On September 3, 2016, the Board of Directors of Catalyst Biosciences, Inc, (the “Company”) approved of reducing the Company’s workforce by 10 employees, or approximately 50% of the company’s workforce, in connection with a strategic plan to reallocate the Company’s resources to its hemostasis programs, focused primarily on CB 813d, a next-generation Factor VIIa for the potential treatment of Hemophilia Inhibitor patients and CB 2679d, a next-generation Factor IX for the potential treatment of hemophilia B, both of which are expected to start clinical trials in 2017. Catalyst expects to complete the workforce reduction by the fourth quarter 2016.

As a result of the workforce reduction, the Company estimates one-time severance and related costs related to the restructuring of approximately $1.1 million expected to be recorded in the third quarter of 2016, and the cash amounts will be paid out through the fourth quarter of 2016. The Company does not anticipate that there will be any further material future cash expenditure associated with the workforce reduction. The charge that the Company expects to incur in connection with the workforce reduction is subject to a number of assumptions, and actual results may differ materially.

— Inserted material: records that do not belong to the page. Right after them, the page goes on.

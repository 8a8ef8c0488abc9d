//! Sky Toys - two small canvas toys sharing one simulation core
//!
//! Core modules:
//! - `sim`: Deterministic simulation (constellation graph, tornado duel)
//! - `render`: Layout math and 2D canvas painters
//!
//! The binary hosts both toys: a constellation sketcher (click to place star
//! polygons, arrow keys to connect them, PNG export) and a two-player ASCII
//! tornado duel (WASD vs. arrow keys).

pub mod render;
pub mod sim;

use glam::Vec2;

/// Game configuration constants
pub mod consts {
    /// Fixed simulation timestep (60 Hz; decay constants are per-frame)
    pub const SIM_DT: f32 = 1.0 / 60.0;
    /// Maximum substeps per frame to prevent spiral of death
    pub const MAX_SUBSTEPS: u32 = 4;

    /// Canvas margin from the viewport edge (each side)
    pub const CANVAS_MARGIN: f64 = 10.0;

    /// Star polygon radius
    pub const STAR_RADIUS: f32 = 5.0;
    /// Glow ring radius around the current star
    pub const RING_RADIUS: f32 = 10.0;
    /// Polygon side count range (inclusive)
    pub const STAR_SIDES_MIN: u32 = 3;
    pub const STAR_SIDES_MAX: u32 = 9;

    /// Tornado level cap
    pub const MAX_LEVELS: usize = 10;
    /// Vertical extent of one tornado level
    pub const LEVEL_HEIGHT: f32 = 35.0;
    /// Tornado width at the base
    pub const BASE_WIDTH: f32 = 30.0;
    /// Width multiplier at the top of the stack
    pub const TOP_WIDTH_MULTIPLIER: f32 = 2.5;
    /// Spin speed change per spin action (signed by direction)
    pub const SPIN_IMPULSE: f32 = 0.05;
    /// Horizontal velocity change per spin action (signed by direction)
    pub const MOVE_IMPULSE: f32 = 2.0;
    /// Per-frame spin speed decay factor
    pub const SPIN_DECAY: f32 = 0.95;
    /// Per-frame horizontal velocity decay factor
    pub const VELOCITY_DECAY: f32 = 0.92;
    /// Velocity magnitude below which movement snaps to zero
    pub const VELOCITY_EPSILON: f32 = 0.1;
    /// Padding kept between a tornado and the canvas edge
    pub const BORDER_PADDING: f32 = 10.0;
    /// Ground strip height at the bottom of the duel canvas
    pub const GROUND_HEIGHT: f32 = 50.0;

    /// Projectile speed (pixels per frame)
    pub const PROJECTILE_SPEED: f32 = 8.0;
    /// Projectile collision radius
    pub const PROJECTILE_RADIUS: f32 = 8.0;
    /// Projectile lifetime budget in frames
    pub const PROJECTILE_LIFETIME: u32 = 300;
}

/// Euclidean distance between two points
#[inline]
pub fn distance(a: Vec2, b: Vec2) -> f32 {
    (a - b).length()
}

The Company may also incur additional costs not currently contemplated due to events that may occur as a result of, or that are associated with, the workforce reduction.

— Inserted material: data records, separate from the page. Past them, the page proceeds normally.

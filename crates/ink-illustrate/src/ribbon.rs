//! The path-to-ribbon pipeline shared by the line-based generators.

use ink_core::{GeometryError, Settings, ThicknessWeights};
use ink_geometry::{Curve, GeometryResult, OffsetDirection, Path, Stroke, Surface};
use ink_raster::Raster;
use log::debug;
use rayon::prelude::*;

/// Per-class inputs of the ribbon pipeline.
#[derive(Clone, Copy)]
pub(crate) struct RibbonStyle<'a> {
    pub weights: &'a ThicknessWeights,
    pub curvature_channel: &'a Raster,
}

/// Turn one raw path into a variable-width ribbon stroke.
///
/// `round -> bump -> remove_duplicates -> simple_cull -> compute_offset_vector
/// -> simplify -> fit`, then each side is offset from the fitted curve,
/// simplified and refitted before the two sides are joined.
pub(crate) fn ribbon_stroke(path: &Path, surface: &Surface, settings: &Settings, style: RibbonStyle<'_>) -> GeometryResult<Stroke> {
    let culled = path
        .round()
        .bump(surface)
        .remove_duplicates()
        .simple_cull(settings.cull_factor);
    if culled.len() < 2 {
        return Err(GeometryError::TooFewPoints {
            needed: 2,
            got: culled.len(),
        });
    }

    let reference = culled.compute_offset_vector(surface, style.weights, style.curvature_channel);
    let spine = Curve::fit(reference.simplify(settings.optimise_factor).points(), settings.curve_fit_error)?;

    let side = |direction| -> GeometryResult<Curve> {
        let offset = spine.offset(settings.curve_sampling_interval, &reference, direction)?;
        Curve::fit(offset.simplify(settings.optimise_factor).points(), settings.curve_fit_error)
    };
    let upper = side(OffsetDirection::Upper)?;
    let lower = side(OffsetDirection::Lower)?;
    Ok(Stroke::new(&upper, &lower))
}

/// Ribbons for every path, in path order. Paths that fail are skipped.
pub(crate) fn ribbon_strokes(paths: &[Path], surface: &Surface, settings: &Settings, style: RibbonStyle<'_>) -> Vec<Stroke> {
    paths
        .par_iter()
        .filter_map(|path| match ribbon_stroke(path, surface, settings, style) {
            Ok(stroke) => Some(stroke),
            Err(err) => {
                debug!("Skipping path of {} points: {}", path.len(), err);
                None
            }
        })
        .collect()
}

The Company issued a press release regarding the reduction in workforce on September 7, 2016, which is included as Exhibit 99.1 hereto.

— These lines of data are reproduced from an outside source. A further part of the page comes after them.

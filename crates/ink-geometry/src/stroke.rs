//! Closed, filled stroke outlines.

use ink_core::Tolerance;
use ink_math::{Point2, Transform2, Vector2};
use serde::{Deserialize, Serialize};

use crate::command::{to_svg_path_data, PathCommand};
use crate::curve::Curve;
use crate::tessellate::commands_to_polylines;

/// A closed outline described by drawing commands.
#[derive(Debug, Clone, PartialEq, Serialize, Deserialize)]
pub struct Stroke {
    commands: Vec<PathCommand>,
}

impl Stroke {
    /// Ribbon between two offset curves.
    ///
    /// Runs along `upper`, caps its end with a semicircle onto the start of
    /// `lower`, runs along `lower`, and caps back onto the start of `upper`.
    /// `lower` is expected to run in the opposite direction to `upper`.
    pub fn new(upper: &Curve, lower: &Curve) -> Self {
        let r1 = upper.end_point().distance(lower.start_point()) / 2.0;
        let r2 = lower.end_point().distance(upper.start_point()) / 2.0;

        let mut commands = upper.commands();
        commands.push(cap(r1, lower.start_point()));
        commands.extend(lower.curve_commands());
        commands.push(cap(r2, upper.start_point()));
        commands.push(PathCommand::Close);
        Self { commands }
    }

    /// Teardrop of a head circle and a tail circle joined by their outer
    /// tangents, with the tail `length` away from `head` along `heading`
    /// (radians).
    ///
    /// When one circle contains the other the larger circle is returned.
    pub fn teardrop(head: Point2, head_radius: f64, tail_radius: f64, length: f64, heading: f64) -> Self {
        let to_image = Transform2::from_translation(head).then(&Transform2::from_rotation_about(head, heading));
        let r1 = head_radius.abs();
        let r2 = tail_radius.abs();

        if length <= (r1 - r2).abs() {
            return if r1 >= r2 {
                Self::circle(head, r1)
            } else {
                Self::circle(to_image.transform_point(Point2::new(length, 0.0)), r2)
            };
        }

        // Tangent points sit at +-phi from the axis on both circles.
        let phi = ((r1 - r2) / length).clamp(-1.0, 1.0).acos();
        let dir_up = Vector2::from_angle(phi);
        let dir_down = Vector2::new(dir_up.x, -dir_up.y);
        let tail = Point2::new(length, 0.0);

        let local = [
            PathCommand::MoveTo(dir_up * r1),
            PathCommand::LineTo(tail + dir_up * r2),
            PathCommand::ArcTo {
                rx: r2,
                ry: r2,
                rotation: 0.0,
                large_arc: 2.0 * phi > std::f64::consts::PI,
                sweep: false,
                to: tail + dir_down * r2,
            },
            PathCommand::LineTo(dir_down * r1),
            PathCommand::ArcTo {
                rx: r1,
                ry: r1,
                rotation: 0.0,
                large_arc: 2.0 * phi < std::f64::consts::PI,
                sweep: false,
                to: dir_up * r1,
            },
            PathCommand::Close,
        ];

        Self {
            commands: local.iter().map(|c| c.transformed(&to_image)).collect(),
        }
    }

    /// Full circle as two half arcs.
    pub fn circle(center: Point2, radius: f64) -> Self {
        let east = center + Vector2::new(radius, 0.0);
        let west = center - Vector2::new(radius, 0.0);
        let half = |to| PathCommand::ArcTo {
            rx: radius,
            ry: radius,
            rotation: 0.0,
            large_arc: false,
            sweep: true,
            to,
        };
        Self {
            commands: vec![PathCommand::MoveTo(east), half(west), half(east), PathCommand::Close],
        }
    }

    pub fn commands(&self) -> &[PathCommand] {
        &self.commands
    }

    /// Where the outline starts.
    pub fn start_point(&self) -> Option<Point2> {
        match self.commands.first() {
            Some(PathCommand::MoveTo(p)) => Some(*p),
            _ => None,
        }
    }

    /// Where the last drawing command ends.
    pub fn end_point(&self) -> Option<Point2> {
        self.commands.iter().rev().find_map(PathCommand::end_point)
    }

    /// Whether the outline returns to its start within `tolerance`.
    pub fn is_closed(&self, tolerance: f64) -> bool {
        match (self.start_point(), self.end_point()) {
            (Some(start), Some(end)) => start.distance(end) <= tolerance.max(Tolerance::DEFAULT_LINEAR),
            _ => false,
        }
    }

    /// Flattened outline polygons.
    pub fn outline(&self, tolerance: f64) -> Vec<Vec<Point2>> {
        commands_to_polylines(&self.commands, tolerance)
    }

    /// SVG `d` attribute for this outline.
    pub fn svg_path_data(&self) -> String {
        to_svg_path_data(&self.commands)
    }
}

fn cap(radius: f64, to: Point2) -> PathCommand {
    PathCommand::ArcTo {
        rx: radius,
        ry: radius,
        rotation: 0.0,
        large_arc: true,
        sweep: true,
        to,
    }
}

Item 5.02 Departure of Directors or Certain Officers; Election of Directors; Appointment of Certain Officers; Compensatory Arrangements of Certain Officers.

In connection with the reduction in force described in Item 2.05 above, effective September 9, 2016, the employment of Edwin Madison, Ph.D., the Company’s Chief Scientific Officer, is being terminated.

Item 9.01 Financial Statements and Exhibits.

 

(d) Exhibits.

 

Exhibit
Number

  

Description

99.1    Press release issued on September 7, 2016.

Forward-Looking Statements

This Current Report on Form 8-K contains forward-looking statements, including, without limitation, statements related to the Company’s strategic plan to reallocate its resources and focus on hemostasis programs and its estimated cash expenditures associated with one-time termination benefits and related costs. These forward-looking statements are based on management’s beliefs and assumptions and on information currently available to management. Management believes that these forward-looking statements are reasonable as and when made. However, you should not place undue reliance on any such forward-looking statements because such statements speak only as of the date when made. The Company does not undertake any obligation to publicly update or revise any forward-looking statements, whether as a result of new information, future events or otherwise, except as required by law. In addition, forward-looking statements are subject to certain risks and uncertainties that could cause actual results, events and developments to differ materially from the Company’s historical experience and its present expectations or projections. These risks and uncertainties include, but are not limited to, the risk that trials and studies related to the Company’s hemostasis programs may be delayed and may not have satisfactory outcomes, potential adverse effects arising from the testing or use of the Company’s products and other risks related to the development and commercialization of the Company’s hemostasis product candidates, the risk that costs required in connection with the reduction in workforce will be higher than anticipated, and other risks described in “Item 1A. Risk Factors” and elsewhere in the Company’s Annual Report on Form 10-K and those described from time to time in other reports which the Company files with the Securities and Exchange Commission.


SIGNATURES

Pursuant to the requirements of the Securities Exchange Act of 1934, the registrant has duly caused this report to be signed on its behalf by the undersigned hereunto duly authorized.

 

      CATALYST BIOSCIENCES, INC.
Date: September 9, 2016       /s/ Nassim Usman
      Nassim Usman, Ph.D.
      President and Chief Executive Officer


EXHIBIT INDEX

 

Exhibit
Number

  

Description

99.1    Press release issued on September 7, 2016.